Parte 5 - Vergonha

Virei-me para ela, minha voz embargada pela dor e pela raiva, mas mantendo-a baixa, para não explodir de vez. "Vivian", eu disse, e a voz saiu mais quebrada do que eu queria. "Como você pôde? Como você pôde fazer algo tão cruel comigo? Com a gente? No que eu errei com você?"

Vivian levantou a cabeça um pouco, os olhos cheios de lágrimas. Ela gaguejou, as palavras saindo confusas. "Ella... eu... eu juro que não estava no meu plano. Não era para acontecer isso." As mãos nervosas, ela gesticulava um pouco. "Mas... o Demétrio... ele foi tão gentil. Tão atencioso. Ele me deu tanta atenção depois do que eu passei com o Marcos. Ele me ajudou a esquecer... e eu não... eu não pude evitar que as coisas acontecessem assim."

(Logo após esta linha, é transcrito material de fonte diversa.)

// SPDX-License-Identifier: MIT
// Copyright 2026 Roland Dreier <roland@rolandd.dev>

//! Filter/order/limit parameters for collection queries.
//!
//! A [`Query`] renders to the backend's URL parameter syntax and can also
//! be evaluated against JSON rows by the in-memory store.

use serde_json::Value;
use std::cmp::Ordering;

#[derive(Debug, Clone, PartialEq)]
pub enum Filter {
    Eq(&'static str, String),
    Gte(&'static str, f64),
    Lte(&'static str, f64),
    In(&'static str, Vec<String>),
    /// Any of the inner equality filters holds
    AnyOf(Vec<Filter>),
}

/// Textual form of a JSON scalar, as compared by equality filters.
pub(crate) fn field_text(value: &Value) -> Option<String> {
    match value {
        Value::String(s) => Some(s.clone()),
        Value::Bool(b) => Some(b.to_string()),
        Value::Number(n) => Some(n.to_string()),
        Value::Null => Some("null".to_string()),
        _ => None,
    }
}

impl Filter {
    /// Render as a `column=op.value` pair (or an `or=(...)` group).
    fn to_param(&self) -> (String, String) {
        match self {
            Filter::Eq(column, value) => (column.to_string(), format!("eq.{}", value)),
            Filter::Gte(column, value) => (column.to_string(), format!("gte.{}", value)),
            Filter::Lte(column, value) => (column.to_string(), format!("lte.{}", value)),
            Filter::In(column, values) => {
                let quoted: Vec<String> = values.iter().map(|v| format!("\"{}\"", v)).collect();
                (column.to_string(), format!("in.({})", quoted.join(",")))
            }
            Filter::AnyOf(filters) => {
                let parts: Vec<String> = filters
                    .iter()
                    .map(|f| {
                        let (column, expr) = f.to_param();
                        format!("{}.{}", column, expr)
                    })
                    .collect();
                ("or".to_string(), format!("({})", parts.join(",")))
            }
        }
    }

    /// Evaluate against a row. Missing columns never match.
    pub fn matches(&self, row: &Value) -> bool {
        match self {
            Filter::Eq(column, value) => row
                .get(*column)
                .and_then(field_text)
                .is_some_and(|text| text == *value),
            Filter::Gte(column, bound) => row
                .get(*column)
                .and_then(Value::as_f64)
                .is_some_and(|v| v >= *bound),
            Filter::Lte(column, bound) => row
                .get(*column)
                .and_then(Value::as_f64)
                .is_some_and(|v| v <= *bound),
            Filter::In(column, values) => row
                .get(*column)
                .and_then(field_text)
                .is_some_and(|text| values.contains(&text)),
            Filter::AnyOf(filters) => filters.iter().any(|f| f.matches(row)),
        }
    }
}

/// Ordering on a single column.
#[derive(Debug, Clone, PartialEq)]
pub struct Order {
    pub column: &'static str,
    pub descending: bool,
}

/// Filter/order/limit for one collection read (or the row set of a write).
#[derive(Debug, Clone, Default, PartialEq)]
pub struct Query {
    pub filters: Vec<Filter>,
    pub order: Option<Order>,
    pub limit: Option<u32>,
}

impl Query {
    pub fn new() -> Self {
        Self::default()
    }

    pub fn eq(mut self, column: &'static str, value: impl ToString) -> Self {
        self.filters.push(Filter::Eq(column, value.to_string()));
        self
    }

    pub fn gte(mut self, column: &'static str, value: f64) -> Self {
        self.filters.push(Filter::Gte(column, value));
        self
    }

    pub fn lte(mut self, column: &'static str, value: f64) -> Self {
        self.filters.push(Filter::Lte(column, value));
        self
    }

    pub fn is_in(mut self, column: &'static str, values: Vec<String>) -> Self {
        self.filters.push(Filter::In(column, values));
        self
    }

    pub fn any_of(mut self, filters: Vec<Filter>) -> Self {
        self.filters.push(Filter::AnyOf(filters));
        self
    }

    pub fn order_desc(mut self, column: &'static str) -> Self {
        self.order = Some(Order {
            column,
            descending: true,
        });
        self
    }

    pub fn limit(mut self, limit: u32) -> Self {
        self.limit = Some(limit);
        self
    }

    /// URL query parameters in the backend's syntax.
    pub fn to_params(&self) -> Vec<(String, String)> {
        let mut params: Vec<(String, String)> =
            self.filters.iter().map(Filter::to_param).collect();

        if let Some(order) = &self.order {
            let direction = if order.descending { "desc" } else { "asc" };
            params.push((
                "order".to_string(),
                format!("{}.{}", order.column, direction),
            ));
        }
        if let Some(limit) = self.limit {
            params.push(("limit".to_string(), limit.to_string()));
        }
        params
    }

    pub fn matches(&self, row: &Value) -> bool {
        self.filters.iter().all(|f| f.matches(row))
    }

    /// Apply ordering and limit to rows that already passed the filters.
    ///
    /// The sort is stable, so callers pass rows newest-inserted first to
    /// break timestamp ties by recency.
    pub fn order_and_limit(&self, mut rows: Vec<Value>) -> Vec<Value> {
        if let Some(order) = &self.order {
            rows.sort_by(|a, b| {
                let ordering = compare_fields(a.get(order.column), b.get(order.column));
                if order.descending {
                    ordering.reverse()
                } else {
                    ordering
                }
            });
        }
        if let Some(limit) = self.limit {
            rows.truncate(limit as usize);
        }
        rows
    }
}

fn compare_fields(a: Option<&Value>, b: Option<&Value>) -> Ordering {
    match (a, b) {
        (Some(Value::Number(x)), Some(Value::Number(y))) => {
            let x = x.as_f64().unwrap_or(f64::NAN);
            let y = y.as_f64().unwrap_or(f64::NAN);
            x.total_cmp(&y)
        }
        (Some(x), Some(y)) => field_text(x).cmp(&field_text(y)),
        (Some(_), None) => Ordering::Greater,
        (None, Some(_)) => Ordering::Less,
        (None, None) => Ordering::Equal,
    }
}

Não pôde evitar? A desculpa me fez querer rir de desespero.

Demétrio tentou se aproximar, talvez para explicar, para acalmar as coisas, para falar com Dante. "Filho...", ele começou.

Mas Dante não deixou. As lágrimas começaram a escorrer pelo rosto pálido dele, lágrimas de raiva e de dor. Ele olhava para o pai, para a tia, a decepção e a fúria misturadas. Ele soluçou, a voz embargada. "Pai...", ele questionou, a voz cheia de incompreensão e mágoa profunda. "Como você pôde fazer isso comigo?"

Aquela frase... "Como você pôde fazer isso comigo?" Partiu meu coração em mais pedaços. A dor do meu filho era palpável. Era o limite. Eu não podia mais ficar ali. Não podia deixar ele ver mais nada.

Sem pensar duas vezes, peguei a mão de Dante, que ainda segurava o troféu. A pele dele estava fria. "Vamos", eu disse, minha voz firme agora, focada apenas em tirá-lo dali. "Vamos sair daqui."

Não olhei para trás. Puxei Dante comigo, o troféu balançando na outra mão dele, e saímos da sala de Demétrio, deixando para trás a porta escancarada, o cheiro da traição, os rostos culpados e as desculpas vazias. Precisava tirar meu filho daquele lugar sujo de mentiras e infidelidade. Precisava nos tirar dali, o mais rápido possível. O corredor parecendo ter o ar faltante, as portas dos consultórios silenciosas, cúmplices de um segredo podre. Entramos no carro sob a chuva fina que ainda caía lá fora. O silêncio dentro do carro era pesado, cheio do que tínhamos acabado de ver, da dor e do choque que pairavam no ar. Olhei para o Dante. O rosto dele ainda estava pálido, com os olhos fixos para a frente, segurando o troféu no colo como se fosse um escudo. Eu não sabia o que falar. Que palavras poderiam consertar aquilo? Que explicação seria suficiente?

Liguei o carro, coloquei o cinto. Dirigi sem rumo por alguns minutos, a chuva batendo no para-brisa em um ritmo constante, um som que parecia abafar o caos dentro da minha cabeça. A cidade passava pelas janelas, embaçada.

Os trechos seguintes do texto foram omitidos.